Fashion darling Alexander Wang did his part in Year of the Flesh. He previewed his new Denim x Alexander line on Instagram with a fully nude but strategically posed model chilling in an easy chair, jeans pulled below the knee.

In Siriano's case, he was looking to evoke the massive glass sculptures of controversial Australian sculptor Sergio Redegalli. His core customer is more society lady than nipple-baring It girl, but he said in a recent interview the delicate sheer crystal top with pants to match is the most popular of his designs borrowed by stylists for clients and photo projects - often with a lining added.

"Now, you see people are celebrating the body. It's different. Very different," he said. "I went there more as an inspirational fantasy, but we've had pretty much every publication pull that look for editorial shoots. It's been done in art for so long and fashion is a form of art."

The booty has also had a big year for enhancements in the offices of plastic surgeons.

Dr. Scot Glasberg on the Upper East Side of Manhattan said techniques on buttock augmentation have greatly improved over the last 10 years, with uncomfortable and unnatural implants replaced by the self-explanatory fat transfer.

"You get a much more natural look," he said.

In 2014, Glasberg saw an increase of about 10 percent in requests for cosmetic butt enhancement over 2013 among his patients, with about 10,000 done nationwide by members of the American Society of Plastic Surgeons.

When compared to breast augmentation, nose jobs and face lifts, the number is small but on the move, he said.

Bodacious backsides and public nudity are, of course, not new.

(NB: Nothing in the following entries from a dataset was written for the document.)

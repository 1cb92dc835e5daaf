//! Cloud spawners.
//!
//! A `CloudSpawner` drops drifting cloud hazards above its origin, each one
//! `spacing` higher than the last, while a run is in progress. Resetting a
//! spawner rewinds its height and random sequence; `reset_spawners` also
//! despawns every cloud it produced.

use bevy::prelude::*;

use crate::session::SessionState;
use crate::settings::Settings;
use crate::world::{Collider, ColliderKind};

/// Height above the spawner origin of the first cloud.
pub const FIRST_CLOUD_HEIGHT: f32 = 200.0;
/// Half extents of the spawner's own marker box.
pub const SPAWNER_HALF_EXTENTS: Vec3 = Vec3::new(40.0, 10.0, 40.0);

#[derive(Component, Debug, Clone)]
pub struct CloudSpawner {
    pub origin: Vec3,
    pub timer: Timer,
    /// Clouds spawned since the last reset.
    pub spawned: u32,
    pub next_height: f32,
    seed: u32,
    rng: u32,
}

/// A cloud and the spawner that owns it.
#[derive(Component, Debug, Clone, Copy)]
pub struct Cloud {
    pub spawner: Entity,
    /// Lateral speed in units per second; flips sign at the edge of the range.
    pub drift: f32,
}

/// Mesh and material shared by every cloud.
#[derive(Resource, Clone)]
pub struct CloudAssets {
    pub mesh: Handle<Mesh>,
    pub material: Handle<StandardMaterial>,
}

impl CloudSpawner {
    #[must_use]
    pub fn new(origin: Vec3, seed: u32) -> Self {
        let mut s = Self {
            origin,
            timer: Timer::from_seconds(1.0, TimerMode::Repeating),
            spawned: 0,
            next_height: 0.0,
            seed,
            rng: seed,
        };
        s.reset();
        s
    }

    /// Collider tagging the spawner itself; touching it does nothing.
    #[must_use]
    pub fn collider() -> Collider {
        Collider::new(SPAWNER_HALF_EXTENTS, ColliderKind::Spawner)
    }

    #[must_use]
    pub fn base_height(&self) -> f32 {
        self.origin.y + FIRST_CLOUD_HEIGHT
    }

    pub fn reset(&mut self) {
        self.spawned = 0;
        self.next_height = self.base_height();
        self.rng = self.seed;
        self.timer.reset();
    }

    /// Next value in [-1, 1] from a small LCG, reproducible after `reset`.
    #[allow(clippy::cast_precision_loss)]
    pub fn next_unit(&mut self) -> f32 {
        self.rng = self.rng.wrapping_mul(1_664_525).wrapping_add(1_013_904_223);
        (((self.rng >> 16) & 0x7fff) as f32 / 32767.0) * 2.0 - 1.0
    }

    /// Where the next cloud goes and which way it drifts, advancing the
    /// spawner. Returns `None` once `max_clouds` are out.
    pub fn next_cloud(&mut self, lateral_range: f32, spacing: f32, max_clouds: u32) -> Option<(Vec3, f32)> {
        if self.spawned >= max_clouds {
            return None;
        }
        let x = self.origin.x + self.next_unit() * lateral_range;
        let direction = if self.next_unit() >= 0.0 { 1.0 } else { -1.0 };
        let pos = Vec3::new(x, self.next_height, self.origin.z);
        self.next_height += spacing;
        self.spawned += 1;
        Some((pos, direction))
    }
}

/// Reset every spawner and despawn the clouds it owns. Returns how many
/// spawners were reset.
pub fn reset_spawners(
    commands: &mut Commands,
    spawners: &mut Query<(Entity, &mut CloudSpawner)>,
    clouds: &Query<(Entity, &Cloud)>,
) -> usize {
    let mut n = 0;
    for (entity, mut spawner) in spawners.iter_mut() {
        spawner.reset();
        for (cloud_entity, cloud) in clouds.iter() {
            if cloud.spawner == entity {
                commands.entity(cloud_entity).despawn_recursive();
            }
        }
        n += 1;
    }
    n
}

/// Spawn clouds on each spawner's timer while a run is in progress.
#[allow(clippy::needless_pass_by_value)]
pub fn spawn_clouds(
    mut commands: Commands,
    time: Res<Time>,
    session: Res<SessionState>,
    settings: Res<Settings>,
    assets: Option<Res<CloudAssets>>,
    mut spawners: Query<(Entity, &mut CloudSpawner)>,
) {
    if !session.is_playing() {
        return;
    }
    let cfg = &settings.spawner;
    let half = Vec3::from_array(cfg.cloud_size) * 0.5;

    for (entity, mut spawner) in &mut spawners {
        spawner.timer.set_duration(std::time::Duration::from_secs_f32(cfg.interval.max(0.05)));
        if !spawner.timer.tick(time.delta()).just_finished() {
            continue;
        }
        let Some((pos, direction)) = spawner.next_cloud(cfg.lateral_range, cfg.spacing, cfg.max_clouds) else {
            continue;
        };

        let cloud = Cloud { spawner: entity, drift: direction * cfg.drift_speed };
        let collider = Collider::new(half, ColliderKind::Hazard);
        let transform = Transform::from_translation(pos);
        match assets.as_deref() {
            Some(a) => {
                commands.spawn((
                    PbrBundle {
                        mesh: a.mesh.clone(),
                        material: a.material.clone(),
                        transform,
                        ..default()
                    },
                    cloud,
                    collider,
                ));
            }
            None => {
                commands.spawn((SpatialBundle::from_transform(transform), cloud, collider));
            }
        }
        debug!("cloud {} spawned at {pos}", spawner.spawned);
    }
}

/// Move clouds sideways, bouncing at the edge of their spawner's range.
#[allow(clippy::needless_pass_by_value)]
pub fn drift_clouds(
    time: Res<Time>,
    settings: Res<Settings>,
    spawners: Query<&CloudSpawner>,
    mut clouds: Query<(&mut Cloud, &mut Transform)>,
) {
    let dt = time.delta_seconds();
    let range = settings.spawner.lateral_range;
    for (mut cloud, mut tf) in &mut clouds {
        let Ok(spawner) = spawners.get(cloud.spawner) else { continue };
        tf.translation.x += cloud.drift * dt;
        let offset = tf.translation.x - spawner.origin.x;
        if offset.abs() > range {
            tf.translation.x = spawner.origin.x + range.copysign(offset);
            cloud.drift = -cloud.drift;
        }
    }
}

#[cfg(test)]
mod tests {
    use super::*;
    use std::time::Duration;

    #[test]
    fn clouds_climb_and_stop_at_cap() {
        let mut s = CloudSpawner::new(Vec3::new(0.0, 10.0, 0.0), 1);
        let (a, _) = s.next_cloud(100.0, 50.0, 2).unwrap();
        let (b, _) = s.next_cloud(100.0, 50.0, 2).unwrap();
        assert_eq!(a.y, 10.0 + FIRST_CLOUD_HEIGHT);
        assert_eq!(b.y, a.y + 50.0);
        assert!(a.x.abs() <= 100.0 && b.x.abs() <= 100.0);
        assert!(s.next_cloud(100.0, 50.0, 2).is_none());
    }

    #[test]
    fn reset_replays_the_same_sequence() {
        let mut s = CloudSpawner::new(Vec3::ZERO, 99);
        let first: Vec<_> = (0..3).filter_map(|_| s.next_cloud(300.0, 20.0, 10)).collect();
        s.reset();
        assert_eq!(s.spawned, 0);
        assert_eq!(s.next_height, s.base_height());
        let again: Vec<_> = (0..3).filter_map(|_| s.next_cloud(300.0, 20.0, 10)).collect();
        assert_eq!(first, again);
    }

    fn app() -> App {
        let mut app = App::new();
        app.init_resource::<Time>()
            .insert_resource(Settings::default())
            .insert_resource(SessionState::default())
            .add_systems(Update, spawn_clouds);
        app
    }

    fn cloud_count(app: &mut App) -> usize {
        let world = app.world_mut();
        world.query::<&Cloud>().iter(world).count()
    }

    #[test]
    fn no_clouds_while_menu_is_shown() {
        let mut app = app();
        app.world_mut().spawn(CloudSpawner::new(Vec3::ZERO, 3));
        app.world_mut().resource_mut::<Time>().advance_by(Duration::from_secs(5));
        app.update();
        assert_eq!(cloud_count(&mut app), 0);
    }

    #[test]
    fn spawns_hazard_clouds_during_a_run() {
        let mut app = app();
        app.world_mut().resource_mut::<SessionState>().on_start_click();
        let spawner = app.world_mut().spawn(CloudSpawner::new(Vec3::ZERO, 3)).id();
        let interval = Settings::default().spawner.interval;
        app.world_mut().resource_mut::<Time>().advance_by(Duration::from_secs_f32(interval + 0.01));
        app.update();

        let world = app.world_mut();
        let mut q = world.query::<(&Cloud, &Collider)>();
        let (cloud, collider) = q.single(world);
        assert_eq!(cloud.spawner, spawner);
        assert_eq!(collider.kind, ColliderKind::Hazard);
    }

    #[test]
    fn drift_bounces_at_range_edge() {
        let mut app = App::new();
        app.init_resource::<Time>()
            .insert_resource(Settings::default())
            .add_systems(Update, drift_clouds);
        let spawner = app.world_mut().spawn(CloudSpawner::new(Vec3::ZERO, 0)).id();
        let range = Settings::default().spawner.lateral_range;
        let cloud = app
            .world_mut()
            .spawn((Cloud { spawner, drift: 100.0 }, Transform::from_xyz(range - 1.0, 0.0, 0.0)))
            .id();

        app.world_mut().resource_mut::<Time>().advance_by(Duration::from_secs(1));
        app.update();

        assert_eq!(app.world().get::<Transform>(cloud).unwrap().translation.x, range);
        assert_eq!(app.world().get::<Cloud>(cloud).unwrap().drift, -100.0);
    }
}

British psychologist Philip Carr-Gomm, who put out the book "A Brief History of Nakedness" in 2010, goes back to ancient times.

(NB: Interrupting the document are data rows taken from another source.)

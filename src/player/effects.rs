//! Side-effect requests produced by the muffin and the systems that carry
//! them out.
//!
//! `Muffin` methods return `MuffinEffect`s; `player::systems` forwards them as
//! events and each applier below handles the subset it owns. Appliers read
//! the event stream independently, so their relative order does not matter.

use bevy::prelude::*;

use crate::player::Muffin;
use crate::player::physics::CharacterBody;
use crate::world::spawner::{Cloud, CloudSpawner, reset_spawners};

/// How long the death explosion stays on screen, in seconds.
pub const EXPLOSION_LIFETIME: f32 = 0.8;
/// Scale an explosion reaches at the end of its lifetime.
pub const EXPLOSION_MAX_SCALE: f32 = 4.0;

/// A single request from the muffin to one of its collaborators.
#[derive(Event, Debug, Clone, PartialEq)]
pub enum MuffinEffect {
    SetFlameActive(bool),
    MoveFlame(Vec3),
    /// Accumulate `direction * scale` into this frame's movement input.
    AddMovementInput { direction: Vec3, scale: f32 },
    /// Vertical component overrides the current velocity, horizontal adds to it.
    Launch(Vec3),
    /// Absolute facing, yaw in degrees.
    SetControlRotation { yaw: f32 },
    /// Enable input and show the muffin, or disable and hide it.
    ShowMuffin(bool),
    ShowMenu(bool),
    ShowCursor(bool),
    ShowScore(bool),
    SetScore(u32),
    ResetScore,
    SpawnExplosion(Vec3),
    ResetSpawners,
}

/// The flame effect that follows the muffin and glows while it rises.
#[derive(Component, Debug, Default)]
pub struct Flame {
    pub active: bool,
}

/// One-shot explosion spawned where the muffin died.
#[derive(Component)]
pub struct Explosion {
    pub timer: Timer,
}

impl Explosion {
    #[must_use]
    pub fn new() -> Self {
        Self { timer: Timer::from_seconds(EXPLOSION_LIFETIME, TimerMode::Once) }
    }
}

impl Default for Explosion {
    fn default() -> Self {
        Self::new()
    }
}

/// Meshes and materials for the flame and explosion, created at startup.
#[derive(Resource, Clone)]
pub struct EffectAssets {
    pub flame_mesh: Handle<Mesh>,
    pub flame_material: Handle<StandardMaterial>,
    pub explosion_mesh: Handle<Mesh>,
    pub explosion_material: Handle<StandardMaterial>,
}

fn visibility(shown: bool) -> Visibility {
    if shown { Visibility::Visible } else { Visibility::Hidden }
}

/// Apply movement, launch, facing and show/hide requests to the muffin body.
pub fn apply_body_effects(
    mut events: EventReader<MuffinEffect>,
    mut q: Query<(&mut CharacterBody, &mut Transform, &mut Visibility), With<Muffin>>,
) {
    let Ok((mut body, mut tf, mut vis)) = q.get_single_mut() else {
        events.clear();
        return;
    };
    for effect in events.read() {
        match effect {
            MuffinEffect::AddMovementInput { direction, scale } => {
                body.add_movement_input(*direction * *scale);
            }
            MuffinEffect::Launch(v) => body.launch(*v),
            MuffinEffect::SetControlRotation { yaw } => {
                tf.rotation = Quat::from_rotation_y(yaw.to_radians());
            }
            MuffinEffect::ShowMuffin(shown) => *vis = visibility(*shown),
            _ => {}
        }
    }
}

/// Activate, deactivate and reposition the flame.
pub fn apply_flame_effects(
    mut events: EventReader<MuffinEffect>,
    mut flames: Query<(&mut Flame, &mut Transform, &mut Visibility)>,
) {
    for effect in events.read() {
        for (mut flame, mut tf, mut vis) in &mut flames {
            match effect {
                MuffinEffect::SetFlameActive(active) => {
                    flame.active = *active;
                    *vis = visibility(*active);
                }
                MuffinEffect::MoveFlame(pos) => tf.translation = *pos,
                _ => {}
            }
        }
    }
}

/// Spawn explosions and reset every cloud spawner in the world.
pub fn apply_world_effects(
    mut commands: Commands,
    mut events: EventReader<MuffinEffect>,
    assets: Option<Res<EffectAssets>>,
    mut spawners: Query<(Entity, &mut CloudSpawner)>,
    clouds: Query<(Entity, &Cloud)>,
) {
    for effect in events.read() {
        match effect {
            MuffinEffect::SpawnExplosion(pos) => {
                let transform = Transform::from_translation(*pos);
                match assets.as_deref() {
                    Some(a) => {
                        commands.spawn((
                            PbrBundle {
                                mesh: a.explosion_mesh.clone(),
                                material: a.explosion_material.clone(),
                                transform,
                                ..default()
                            },
                            Explosion::new(),
                        ));
                    }
                    None => {
                        commands.spawn((SpatialBundle::from_transform(transform), Explosion::new()));
                    }
                }
            }
            MuffinEffect::ResetSpawners => {
                let n = reset_spawners(&mut commands, &mut spawners, &clouds);
                info!("reset {n} cloud spawner(s)");
            }
            _ => {}
        }
    }
}

/// Grow explosions over their lifetime and despawn them when done.
#[allow(clippy::needless_pass_by_value)]
pub fn update_explosions(
    mut commands: Commands,
    time: Res<Time>,
    mut q: Query<(Entity, &mut Explosion, &mut Transform)>,
) {
    for (entity, mut explosion, mut tf) in &mut q {
        explosion.timer.tick(time.delta());
        if explosion.timer.finished() {
            commands.entity(entity).despawn_recursive();
            continue;
        }
        let t = explosion.timer.fraction();
        tf.scale = Vec3::splat(1.0 + t * (EXPLOSION_MAX_SCALE - 1.0));
    }
}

Judeo-Christian sensibilities had the wealthy in opulent all-over gear and the poor raggedly naked, he said. But in a Classical context, from the Greeks and Romans, nudity was a symbol of power and beauty among the gods and goddesses - and politicians.

"Napoleon, for instance, had himself carved naked in that tradition," Carr-Gomm said by telephone from Lewes, outside London. "The contradictory attitude is there right from the beginning. We want to see it. We don't want to see it. We hate it. We love it."

When it comes to 2014, there was definitely skin in the game.

Esco, the filmmaker, actress and "Free the Nipple" activist, based her December movie on true events, when women protesters in search of equality demonstrated tops off around the globe.

"It's been such a struggle getting the movie out there, because of the title, because of the content," she bemoaned. "But the nipple has become the Trojan horse to really start a dialogue."